--- Source material ---

//! Error types for expense analysis.
//!
//! This module provides the error hierarchy used at the session boundary,
//! built with `thiserror`. Lower-level helpers return `anyhow::Result` and
//! are mapped into these variants where they surface to a caller.
//!
//! Errors serialize as `{ code, message }` so a UI layer can render them
//! without matching on the enum.

use serde::Serialize;
use serde::ser::SerializeStruct;
use thiserror::Error;

/// The main error type for expense analysis.
#[derive(Error, Debug)]
pub enum ExpenseError {
    /// Required columns are absent from the uploaded table.
    #[error(
        "The uploaded file is missing the following required columns: {}. Available columns: {}",
        .missing.join(", "),
        .found.join(", ")
    )]
    Schema {
        missing: Vec<String>,
        found: Vec<String>,
    },

    /// No rows survived cleaning, or no data has been loaded yet.
    #[error("No data available: {0}")]
    NoData(String),

    /// Invalid configuration provided.
    #[error("Invalid configuration: {0}")]
    InvalidConfig(String),

    /// A filter selection could not be applied (e.g. inverted date range).
    #[error("Invalid filter: {0}")]
    InvalidFilter(String),

    /// Report assembly or PDF serialization failed.
    #[error("Failed to generate report: {0}")]
    ReportGeneration(String),

    /// A chart could not be rasterized.
    #[error("Failed to render chart '{chart}': {reason}")]
    ChartRender { chart: String, reason: String },

    /// Internal error.
    #[error("Internal error: {0}")]
    Internal(String),

    /// IO error wrapper.
    #[error("IO error: {0}")]
    Io(#[from] std::io::Error),

    /// Polars error wrapper.
    #[error("Polars error: {0}")]
    Polars(#[from] polars::error::PolarsError),

    /// JSON serialization/deserialization error.
    #[error("JSON error: {0}")]
    Json(#[from] serde_json::Error),

    /// Generic error with context.
    #[error("{context}: {source}")]
    WithContext {
        context: String,
        #[source]
        source: Box<ExpenseError>,
    },
}

impl ExpenseError {
    /// Add context to an error.
    pub fn with_context(self, context: impl Into<String>) -> Self {
        ExpenseError::WithContext {
            context: context.into(),
            source: Box::new(self),
        }
    }

    /// Build a schema error from the missing and found column names.
    pub fn schema(missing: Vec<String>, found: Vec<String>) -> Self {
        ExpenseError::Schema { missing, found }
    }

    /// Get error code for frontend handling.
    pub fn error_code(&self) -> &'static str {
        match self {
            Self::Schema { .. } => "SCHEMA_ERROR",
            Self::NoData(_) => "NO_DATA",
            Self::InvalidConfig(_) => "INVALID_CONFIG",
            Self::InvalidFilter(_) => "INVALID_FILTER",
            Self::ReportGeneration(_) => "REPORT_GENERATION_FAILED",
            Self::ChartRender { .. } => "CHART_RENDER_FAILED",
            Self::Internal(_) => "INTERNAL_ERROR",
            Self::Io(_) => "IO_ERROR",
            Self::Polars(_) => "POLARS_ERROR",
            Self::Json(_) => "JSON_ERROR",
            Self::WithContext { source, .. } => source.error_code(),
        }
    }

    /// Missing column names, if this is (or wraps) a schema error.
    pub fn missing_columns(&self) -> Option<&[String]> {
        match self {
            Self::Schema { missing, .. } => Some(missing),
            Self::WithContext { source, .. } => source.missing_columns(),
            _ => None,
        }
    }

    /// Every error is recoverable at session level; the session can accept a
    /// new upload or new options afterwards. Only internal errors indicate a
    /// bug worth surfacing differently.
    pub fn is_recoverable(&self) -> bool {
        match self {
            Self::Internal(_) => false,
            Self::WithContext { source, .. } => source.is_recoverable(),
            _ => true,
        }
    }
}

/// Errors are serialized as a struct with `code` and `message` fields.
impl Serialize for ExpenseError {
    fn serialize<S>(&self, serializer: S) -> std::result::Result<S::Ok, S::Error>
    where
        S: serde::Serializer,
    {
        let mut state = serializer.serialize_struct("ExpenseError", 2)?;
        state.serialize_field("code", &self.error_code())?;
        state.serialize_field("message", &self.to_string())?;
        state.end()
    }
}

/// Result type alias for expense analysis operations.
pub type Result<T> = std::result::Result<T, ExpenseError>;

/// Extension trait for adding context to Results.
pub trait ResultExt<T> {
    /// Add context to an error result.
    fn context(self, context: impl Into<String>) -> Result<T>;
}

impl<T> ResultExt<T> for Result<T> {
    fn context(self, context: impl Into<String>) -> Result<T> {
        self.map_err(|e| e.with_context(context))
    }
}

impl<T> ResultExt<T> for std::result::Result<T, polars::error::PolarsError> {
    fn context(self, context: impl Into<String>) -> Result<T> {
        self.map_err(|e| ExpenseError::Polars(e).with_context(context))
    }
}

#[cfg(test)]
mod tests {
    use super::*;

    #[test]
    fn test_error_code() {
        assert_eq!(
            ExpenseError::NoData("empty".to_string()).error_code(),
            "NO_DATA"
        );
        assert_eq!(
            ExpenseError::schema(vec!["Cost".to_string()], vec![]).error_code(),
            "SCHEMA_ERROR"
        );
    }

    #[test]
    fn test_schema_message_lists_missing_and_found() {
        let error = ExpenseError::schema(
            vec!["Cost".to_string(), "Payment Type".to_string()],
            vec!["Date".to_string(), "Region".to_string()],
        );
        let message = error.to_string();
        assert!(message.contains("Cost, Payment Type"));
        assert!(message.contains("Date, Region"));
    }

    #[test]
    fn test_missing_columns_through_context() {
        let error = ExpenseError::schema(vec!["Cost".to_string()], vec![])
            .with_context("While loading upload");
        assert_eq!(error.missing_columns(), Some(&["Cost".to_string()][..]));
        assert_eq!(error.error_code(), "SCHEMA_ERROR");
    }

    #[test]
    fn test_is_recoverable() {
        assert!(ExpenseError::NoData("x".to_string()).is_recoverable());
        assert!(ExpenseError::ReportGeneration("x".to_string()).is_recoverable());
        assert!(!ExpenseError::Internal("bug".to_string()).is_recoverable());
    }

    #[test]
    fn test_error_serialization() {
        let error = ExpenseError::ReportGeneration("page overflow".to_string());
        let json = serde_json::to_string(&error).unwrap();
        assert!(json.contains("REPORT_GENERATION_FAILED"));
        assert!(json.contains("page overflow"));
    }

    #[test]
    fn test_with_context() {
        let error = ExpenseError::InvalidConfig("separator".to_string())
            .with_context("During loading");
        assert!(error.to_string().contains("During loading"));
        assert_eq!(error.error_code(), "INVALID_CONFIG");
    }

    #[test]
    fn test_json_error_conversion() {
        let parse = serde_json::from_str::<serde_json::Value>("{ not json").unwrap_err();
        let error: ExpenseError = parse.into();
        assert_eq!(error.error_code(), "JSON_ERROR");
    }
}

---

**Work to be completed**: Retype the entries word for word.

**Answer space**:
//! Error types for expense analysis.
//!
//! This module provides the error hierarchy used at the session boundary,
//! built with `thiserror`. Lower-level helpers return `anyhow::Result` and
//! are mapped into these variants where they surface to a caller.
//!
//! Errors serialize as `{ code, message }` so a UI layer can render them
//! without matching on the enum.

use serde::Serialize;
use serde::ser::SerializeStruct;
use thiserror::Error;

/// The main error type for expense analysis.
#[derive(Error, Debug)]
pub enum ExpenseError {
    /// Required columns are absent from the uploaded table.
    #[error(
        "The uploaded file is missing the following required columns: {}. Available columns: {}",
        .missing.join(", "),
        .found.join(", ")
    )]
    Schema {
        missing: Vec<String>,
        found: Vec<String>,
    },

    /// No rows survived cleaning, or no data has been loaded yet.
    #[error("No data available: {0}")]
    NoData(String),

    /// Invalid configuration provided.
    #[error("Invalid configuration: {0}")]
    InvalidConfig(String),

    /// A filter selection could not be applied (e.g. inverted date range).
    #[error("Invalid filter: {0}")]
    InvalidFilter(String),

    /// Report assembly or PDF serialization failed.
    #[error("Failed to generate report: {0}")]
    ReportGeneration(String),

    /// A chart could not be rasterized.
    #[error("Failed to render chart '{chart}': {reason}")]
    ChartRender { chart: String, reason: String },

    /// Internal error.
    #[error("Internal error: {0}")]
    Internal(String),

    /// IO error wrapper.
    #[error("IO error: {0}")]
    Io(#[from] std::io::Error),

    /// Polars error wrapper.
    #[error("Polars error: {0}")]
    Polars(#[from] polars::error::PolarsError),

    /// JSON serialization/deserialization error.
    #[error("JSON error: {0}")]
    Json(#[from] serde_json::Error),

    /// Generic error with context.
    #[error("{context}: {source}")]
    WithContext {
        context: String,
        #[source]
        source: Box<ExpenseError>,
    },
}

impl ExpenseError {
    /// Add context to an error.
    pub fn with_context(self, context: impl Into<String>) -> Self {
        ExpenseError::WithContext {
            context: context.into(),
            source: Box::new(self),
        }
    }

    /// Build a schema error from the missing and found column names.
    pub fn schema(missing: Vec<String>, found: Vec<String>) -> Self {
        ExpenseError::Schema { missing, found }
    }

    /// Get error code for frontend handling.
    pub fn error_code(&self) -> &'static str {
        match self {
            Self::Schema { .. } => "SCHEMA_ERROR",
            Self::NoData(_) => "NO_DATA",
            Self::InvalidConfig(_) => "INVALID_CONFIG",
            Self::InvalidFilter(_) => "INVALID_FILTER",
            Self::ReportGeneration(_) => "REPORT_GENERATION_FAILED",
            Self::ChartRender { .. } => "CHART_RENDER_FAILED",
            Self::Internal(_) => "INTERNAL_ERROR",
            Self::Io(_) => "IO_ERROR",
            Self::Polars(_) => "POLARS_ERROR",
            Self::Json(_) => "JSON_ERROR",
            Self::WithContext { source, .. } => source.error_code(),
        }
    }

    /// Missing column names, if this is (or wraps) a schema error.
    pub fn missing_columns(&self) -> Option<&[String]> {
        match self {
            Self::Schema { missing, .. } => Some(missing),
            Self::WithContext { source, .. } => source.missing_columns(),
            _ => None,
        }
    }

    /// Every error is recoverable at session level; the session can accept a
    /// new upload or new options afterwards. Only internal errors indicate a
    /// bug worth surfacing differently.
    pub fn is_recoverable(&self) -> bool {
        match self {
            Self::Internal(_) => false,
            Self::WithContext { source, .. } => source.is_recoverable(),
            _ => true,
        }
    }
}

/// Errors are serialized as a struct with `code` and `message` fields.
impl Serialize for ExpenseError {
    fn serialize<S>(&self, serializer: S) -> std::result::Result<S::Ok, S::Error>
    where
        S: serde::Serializer,
    {
        let mut state = serializer.serialize_struct("ExpenseError", 2)?;
        state.serialize_field("code", &self.error_code())?;
        state.serialize_field("message", &self.to_string())?;
        state.end()
    }
}

/// Result type alias for expense analysis operations.
pub type Result<T> = std::result::Result<T, ExpenseError>;

/// Extension trait for adding context to Results.
pub trait ResultExt<T> {
    /// Add context to an error result.
    fn context(self, context: impl Into<String>) -> Result<T>;
}

impl<T> ResultExt<T> for Result<T> {
    fn context(self, context: impl Into<String>) -> Result<T> {
        self.map_err(|e| e.with_context(context))
    }
}

impl<T> ResultExt<T> for std::result::Result<T, polars::error::PolarsError> {
    fn context(self, context: impl Into<String>) -> Result<T> {
        self.map_err(|e| ExpenseError::Polars(e).with_context(context))
    }
}

#[cfg(test)]
mod tests {
    use super::*;

    #[test]
    fn test_error_code() {
        assert_eq!(
            ExpenseError::NoData("empty".to_string()).error_code(),
            "NO_DATA"
        );
        assert_eq!(
            ExpenseError::schema(vec!["Cost".to_string()], vec![]).error_code(),
            "SCHEMA_ERROR"
        );
    }

    #[test]
    fn test_schema_message_lists_missing_and_found() {
        let error = ExpenseError::schema(
            vec!["Cost".to_string(), "Payment Type".to_string()],
            vec!["Date".to_string(), "Region".to_string()],
        );
        let message = error.to_string();
        assert!(message.contains("Cost, Payment Type"));
        assert!(message.contains("Date, Region"));
    }

    #[test]
    fn test_missing_columns_through_context() {
        let error = ExpenseError::schema(vec!["Cost".to_string()], vec![])
            .with_context("While loading upload");
        assert_eq!(error.missing_columns(), Some(&["Cost".to_string()][..]));
        assert_eq!(error.error_code(), "SCHEMA_ERROR");
    }

    #[test]
    fn test_is_recoverable() {
        assert!(ExpenseError::NoData("x".to_string()).is_recoverable());
        assert!(ExpenseError::ReportGeneration("x".to_string()).is_recoverable());
        assert!(!ExpenseError::Internal("bug".to_string()).is_recoverable());
    }

    #[test]
    fn test_error_serialization() {
        let error = ExpenseError::ReportGeneration("page overflow".to_string());
        let json = serde_json::to_string(&error).unwrap();
        assert!(json.contains("REPORT_GENERATION_FAILED"));
        assert!(json.contains("page overflow"));
    }

    #[test]
    fn test_with_context() {
        let error = ExpenseError::InvalidConfig("separator".to_string())
            .with_context("During loading");
        assert!(error.to_string().contains("During loading"));
        assert_eq!(error.error_code(), "INVALID_CONFIG");
    }

    #[test]
    fn test_json_error_conversion() {
        let parse = serde_json::from_str::<serde_json::Value>("{ not json").unwrap_err();
        let error: ExpenseError = parse.into();
        assert_eq!(error.error_code(), "JSON_ERROR");
    }
}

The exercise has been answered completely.